15 Out, 2018

Investigadores desenvolvem colete para monitorizar Doença Pulmonar Obstrutiva Crónica

Um consórcio europeu desenvolveu um colete inovador para monitorização contínua da Doença Pulmonar Obstrutiva Crónica (DPOC), segundo um comunicado da Universidade de Coimbra que tem nove investigadores a participarem no projeto.

WELCOME – equipa sénior – César Teixeira, Jorge Henriques, Rui Pedro Paiva e Paulo de Carvalho

 

O projeto WELCOME, acrónico de Wearable Sensing and Smart Cloud Computing for Integrated Care to COPD Patients with Comorbiditie, tem sido desenvolvido nos últimos quatro anos com o objetivo de “desenvolver um sistema tecnológico que mude o paradigma no tratamento e acompanhamento dos pacientes que sofrem de DPOC com comorbilidades” como a insuficiência cardíaca, a ansiedade, a depressão e a diabetes, segundo o modelo de Medicina P4 – preditiva, preventiva, personalizada e participativa.

Financiado em seis milhões de euros pelo programa FP7 da União Europeia (UE), o consórcio envolve pneumologistas, terapeutas respiratórios, farmacêuticos e a indústria.
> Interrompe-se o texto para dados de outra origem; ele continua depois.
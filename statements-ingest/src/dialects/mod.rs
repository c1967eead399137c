//! Bank-specific account and counterparty resolution.
//!
//! Each dialect turns a cleaned record into both sides of the transaction.
//! Dispatch is over the closed [`Bank`] enum; an unknown tag is rejected
//! earlier by [`Bank::from_tag`] and never reaches a resolver.

pub mod sber;
pub mod vtb;

use serde::{Deserialize, Serialize};
use statements_core::{Bank, CleanedRecord, CounterpartySides};

pub use sber::{split_account_info, SberDialect};
pub use vtb::VtbDialect;

/// Resolves both sides of a record for one bank.
pub trait Dialect: Send + Sync {
    fn resolve(&self, own_account: &str, record: &CleanedRecord) -> CounterpartySides;
}

/// Organization printed on the opposite side of single-counterparty statements.
#[derive(Debug, Clone, PartialEq, Eq, Serialize, Deserialize)]
pub struct Organization {
    pub inn: String,
    pub name: String,
}

impl Default for Organization {
    fn default() -> Self {
        Self {
            inn: "7719034354".to_string(),
            name: r#"КАЗЕННОЕ ПРЕДПРИЯТИЕ "МОСКОВСКАЯ ЭНЕРГЕТИЧЕСКАЯ ДИРЕКЦИЯ""#.to_string(),
        }
    }
}

/// Holds one resolver per supported bank.
#[derive(Debug, Clone, Default)]
pub struct Resolver {
    sber: SberDialect,
    vtb: VtbDialect,
}

impl Resolver {
    pub fn new(organization: Organization) -> Self {
        Self {
            sber: SberDialect,
            vtb: VtbDialect::new(organization),
        }
    }

    pub fn dialect(&self, bank: Bank) -> &dyn Dialect {
        match bank {
            Bank::Sber => &self.sber,
            Bank::Vtb => &self.vtb,
        }
    }

    pub fn resolve(&self, own_account: &str, record: &CleanedRecord, bank: Bank) -> CounterpartySides {
        self.dialect(bank).resolve(own_account, record)
    }
}

#[cfg(test)]
mod tests {
    use super::*;

    #[test]
    fn test_dispatch_by_bank() {
        let resolver = Resolver::default();
        let record: CleanedRecord = [
            ("debit_account", Some("7712345678 ООО Ромашка".to_string())),
            ("debit", Some("5.00".to_string())),
            ("inn", Some("7700000001".to_string())),
        ]
        .into_iter()
        .collect();

        let sber = resolver.resolve("40702810000000000001", &record, Bank::Sber);
        assert_eq!(sber.inn, "7712345678");
        assert_eq!(sber.debit_account, "");

        let vtb = resolver.resolve("40702810000000000001", &record, Bank::Vtb);
        assert_eq!(vtb.debit_account, "40702810000000000001");
        assert_eq!(vtb.inn, "7700000001");
        assert_eq!(vtb.inn_c, Organization::default().inn);
    }
}
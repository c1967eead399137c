use anyhow::{anyhow, Context, Result};
use tracing_subscriber::EnvFilter;

/// Install the global fmt subscriber on stderr.
///
/// `RUST_LOG` wins when set; otherwise `level` from config is used.
pub fn init(level: &str) -> Result<()> {
    let filter = match EnvFilter::try_from_default_env() {
        Ok(filter) => filter,
        Err(_) => EnvFilter::try_new(level)
            .with_context(|| format!("invalid logging.level {level:?}"))?,
    };

    tracing_subscriber::fmt()
        .with_env_filter(filter)
        .with_target(false)
        .with_writer(std::io::stderr)
        .try_init()
        .map_err(|e| anyhow!("install log subscriber: {e}"))
}
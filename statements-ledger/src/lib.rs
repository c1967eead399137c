//! statements-ledger: durable storage, idempotent persistence and the
//! concurrent ingestion orchestrator.

pub mod persist;
pub mod pipeline;
pub mod sqlite;
pub mod store;

pub use persist::{
    normalize_date, resolve_transaction, DateFormatError, PersistError, PersistOutcome, Persister,
};
pub use pipeline::{
    AccountPreview, BatchReport, FileOutcome, FilePreview, FileReport, FileState, FileStats,
    Ingestor, preview_file, DEFAULT_MAX_CONCURRENT_FILES,
};
pub use sqlite::{DbStatus, MigrateResult, SqliteStore};
pub use store::{InsertOutcome, StorageError, TransactionStore};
Juntos conseguiram produzir um colete que incorporasse um sistema de tomografia de impedância elétrica, conseguindo obter imagens dos pulmões geradas pela passagem de uma corrente elétrica, de forma não invasiva.

“Esta foi a grande inovação do projeto, mas o colete – que é apenas uma parte da solução tecnológica desenvolvida – integra tecnologia diversa, concretamente um vasto conjunto de diferentes tipos de sensores para monitorização contínua de sinais fisiológicos (eletrocardiograma, saturação de oxigénio, sons respiratórios, frequência respiratória e atividade física)”, explica Rui Pedro Paiva, docente do Departamento de Engenharia Informática da FCTUC e coordenador da equipa portuguesa.
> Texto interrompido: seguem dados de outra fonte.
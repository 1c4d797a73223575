//! Lexer for the Vela programming language.
//!
//! This module implements the scanner using the logos library. It converts
//! source code into a stream of tokens with precise source location
//! information. Comment directives (`@vela_use`, `@vela_warnings`) are
//! surfaced here so later passes never have to re-scan comment text.

use crate::token::{AugOp, Span, Token};
use logos::{FilterResult, Logos};
use unicode_xid::UnicodeXID;

/// A `-- @vela_warnings: ...` directive captured during scanning.
///
/// `offset` is the byte position of the comment opener; the directive
/// governs tokens that begin after it.
#[derive(Debug, Clone, PartialEq)]
pub struct RawWarnDirective {
    pub offset: usize,
    pub line: u32,
    pub text: String,
}

/// Mutable state threaded through logos callbacks.
#[derive(Debug, Default)]
pub struct LexExtras {
    warn_directives: Vec<(usize, String)>,
}

/// Error detail produced inside logos callbacks, before span
/// information is attached.
#[derive(Debug, Clone, Copy, PartialEq, Eq, Default)]
enum ScanErrorKind {
    #[default]
    Unexpected,
    UnterminatedString,
    UnterminatedLongString,
    UnterminatedComment,
    InvalidLongStringDelimiter,
    InvalidEscape,
    MalformedNumber,
}

/// A numeral before integer/float classification is folded into the
/// public token type.
#[derive(Debug, Clone, Copy, PartialEq)]
enum Numeral {
    Int(i64),
    Float(f64),
}

/// Logos-based token enum for lexing.
///
/// This enum is used internally by logos for efficient tokenization.
/// It's converted to our main Token enum after lexing.
#[derive(Logos, Debug, Clone, PartialEq)]
#[logos(extras = LexExtras)]
#[logos(error = ScanErrorKind)]
enum LogosToken {
    // Whitespace (skip)
    #[regex(r"[ \t\r\n\x0B\x0C]+", logos::skip)]
    Whitespace,

    // Comments. Plain comments are skipped; `-- @vela_use` comments are
    // surfaced as a directive token carrying the text after the marker.
    #[token("--", lex_comment)]
    UseAnnotation(String),

    // Keywords (must come before identifiers)
    #[token("and")]
    And,

    #[token("break")]
    Break,

    #[token("do")]
    Do,

    #[token("else")]
    Else,

    #[token("elseif")]
    Elseif,

    #[token("end")]
    End,

    #[token("false")]
    False,

    #[token("for")]
    For,

    #[token("function")]
    Function,

    #[token("goto")]
    Goto,

    #[token("if")]
    If,

    #[token("in")]
    In,

    #[token("local")]
    Local,

    #[token("nil")]
    Nil,

    #[token("not")]
    Not,

    #[token("or")]
    Or,

    #[token("repeat")]
    Repeat,

    #[token("return")]
    Return,

    #[token("then")]
    Then,

    #[token("true")]
    True,

    #[token("until")]
    Until,

    #[token("while")]
    While,

    // Togglable extension keywords. These are always lexed as keywords;
    // the compatibility resolver rewrites them back to identifiers when
    // the word is disabled for the chunk.
    #[token("switch")]
    Switch,

    #[token("continue")]
    Continue,

    #[token("enum")]
    Enum,

    #[token("class")]
    Class,

    #[token("parent")]
    Parent,

    #[token("export")]
    Export,

    #[token("global")]
    Global,

    #[token("vela_switch")]
    VelaSwitch,

    #[token("vela_continue")]
    VelaContinue,

    #[token("vela_enum")]
    VelaEnum,

    #[token("vela_class")]
    VelaClass,

    #[token("vela_parent")]
    VelaParent,

    #[token("vela_export")]
    VelaExport,

    #[token("vela_global")]
    VelaGlobal,

    #[token("let")]
    Let,

    #[token("const")]
    Const,

    #[token("vela_use")]
    Use,

    // Identifiers. The regex covers the ASCII start; the callback
    // extends the match over Unicode continuation characters.
    #[regex(r"[A-Za-z_][A-Za-z0-9_]*", lex_identifier)]
    Identifier(String),

    // Literals
    #[regex(
        r"0[xX][0-9a-fA-F_]*\.?[0-9a-fA-F_]*([pP][+-]?[0-9_]+)?",
        lex_hex_numeral
    )]
    #[regex(r"[0-9][0-9_]*(\.[0-9_]*)?([eE][+-]?[0-9_]+)?", lex_dec_numeral)]
    #[regex(r"\.[0-9][0-9_]*([eE][+-]?[0-9_]+)?", lex_dec_numeral)]
    Numeral(Numeral),

    #[token("\"", |lex| lex_short_string(lex, '"'))]
    #[token("'", |lex| lex_short_string(lex, '\''))]
    StringLiteral(String),

    #[regex(r"\[=*\[", lex_long_string)]
    #[regex(r"\[=+", lex_broken_long_bracket)]
    LongString(String),

    // Compound assignment (must come before the shorter operators)
    #[token("+=")]
    PlusEqual,

    #[token("-=")]
    MinusEqual,

    #[token("*=")]
    StarEqual,

    #[token("/=")]
    SlashEqual,

    #[token("//=")]
    SlashSlashEqual,

    #[token("%=")]
    PercentEqual,

    #[token("^=")]
    CaretEqual,

    #[token("**=")]
    StarStarEqual,

    #[token("..=")]
    DotDotEqual,

    #[token("<<=")]
    LessLessEqual,

    #[token(">>=")]
    GreaterGreaterEqual,

    #[token("&=")]
    AmpEqual,

    #[token("|=")]
    PipeEqual,

    // Multi-character operators
    #[token("==")]
    EqualEqual,

    #[token("~=")]
    TildeEqual,

    #[token("!=")]
    BangEqual,

    #[token("<=")]
    LessEqual,

    #[token(">=")]
    GreaterEqual,

    #[token("<<")]
    LessLess,

    #[token(">>")]
    GreaterGreater,

    #[token("//")]
    SlashSlash,

    #[token("**")]
    StarStar,

    #[token("...")]
    DotDotDot,

    #[token("..")]
    DotDot,

    #[token("::")]
    ColonColon,

    // Single-character tokens
    #[token("+")]
    Plus,

    #[token("-")]
    Minus,

    #[token("*")]
    Star,

    #[token("/")]
    Slash,

    #[token("%")]
    Percent,

    #[token("^")]
    Caret,

    #[token("#")]
    Hash,

    #[token("&")]
    Amp,

    #[token("~")]
    Tilde,

    #[token("|")]
    Pipe,

    #[token("!")]
    Bang,

    #[token("<")]
    Less,

    #[token(">")]
    Greater,

    #[token("=")]
    Equal,

    #[token("(")]
    LeftParen,

    #[token(")")]
    RightParen,

    #[token("{")]
    LeftBrace,

    #[token("}")]
    RightBrace,

    #[token("[")]
    LeftBracket,

    #[token("]")]
    RightBracket,

    #[token(";")]
    Semicolon,

    #[token(":")]
    Colon,

    #[token(",")]
    Comma,

    #[token(".")]
    Dot,

    #[token("?")]
    Question,
}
“O WELCOME Vest efetua a aquisição em tempo real de um imenso volume de dados muito díspares e envia-os para um dispositivo do paciente (tablet ou smartphone), onde é realizado o pré-processamento da informação recolhida para validar a sua qualidade. Também no tablet, o paciente dispõe de uma aplicação com um conjunto de tarefas a realizar pelo próprio, tais como resposta a questionários de fadiga, medição de pressão arterial, pesagem ou visualização de vídeos (in)formativos”, esclarece.
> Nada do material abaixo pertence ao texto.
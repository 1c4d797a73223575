//! Single-pass recursive-descent parser emitting bytecode directly.
//!
//! The parser never builds a syntax tree. Statements and expressions are
//! compiled as they are recognized, with [`FuncState`] (one per nested
//! function, stack-shaped) holding the emission state and [`ExpDesc`]
//! carrying partially materialized expressions between productions.
//!
//! The token stream is fully materialized up front, which gives the parser
//! a cheap cursor save/restore facility. Three features depend on it:
//! named call arguments, `parent` references (re-parsing the saved parent
//! name of a class), and switch-case body pruning.

mod expr;
mod stmt;

use crate::codegen::{
    BlockCnt, BlockKind, CtcValue, ExpDesc, ExpKind, FuncShape, FuncState, GotoDesc, LabelDesc,
    VarKind,
};
use crate::diag::{Reporter, Warning, WarningKind};
use crate::error::{CompileError, CompileResult};
use crate::keywords::KeywordState;
use crate::token::{Span, ToggledWord, Token};
use crate::typehint::TypeHint;
use rustc_hash::{FxHashMap, FxHashSet};
use vela_bytecode::{Instruction, Proto, SourcePos, UpvalDesc, NO_JUMP};

/// Shared statement/expression nesting budget.
const MAX_LEVELS: u32 = 200;

/// Well-known global names checked by the `global-shadow` warning.
const COMMON_GLOBALS: &[&str] = &[
    "assert",
    "collectgarbage",
    "error",
    "getmetatable",
    "ipairs",
    "next",
    "pairs",
    "pcall",
    "print",
    "rawequal",
    "rawget",
    "rawlen",
    "rawset",
    "require",
    "select",
    "setmetatable",
    "tonumber",
    "tostring",
    "type",
    "xpcall",
    "coroutine",
    "io",
    "math",
    "os",
    "string",
    "table",
    "utf8",
];

/// Per-class compilation context, pushed while a `class` statement's
/// members are being compiled.
struct ClassCtx {
    /// private/protected member name to mangled name.
    mangled: FxHashMap<String, String>,
    /// Token range of the parent name in `extends`, for `parent`.
    parent_range: Option<(usize, usize)>,
}

/// Reference produced by scope resolution.
enum VarRef {
    Local { reg: u8, vidx: usize },
    Upval { idx: u8 },
    Ctc { value: CtcValue, hint: TypeHint },
}

pub struct Parser<'src> {
    tokens: Vec<(Token, Span)>,
    pos: usize,
    chunk_name: &'src str,
    reporter: Reporter<'src>,
    fs: Vec<FuncState>,
    class_stack: Vec<ClassCtx>,
    keyword_states: FxHashMap<ToggledWord, KeywordState>,
    declared_globals: FxHashSet<String>,
    exports: Vec<(String, Span)>,
    levels: u32,
    priv_counter: u32,
    /// Shape of the callee of the most recently compiled call, when known.
    last_call_shape: Option<FuncShape>,
}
Concluída esta pré-validação, os dados são remetidos para uma “central de informação” instalada na Cloud (computação na nuvem), onde se encontram todos os algoritmos desenvolvidos pelos cientistas do consórcio, “para o processamento dos diferentes tipos de informação que permita traçar o quadro do paciente e prever exacerbações (episódios de agravamento da doença), fornecendo ao médico, através de um sistema inteligente de apoio à decisão, informação que possibilite atuar atempadamente, evitando internamentos e atuando ao nível da prevenção e mitigação das comorbilidades da DPOC”, realça o investigador.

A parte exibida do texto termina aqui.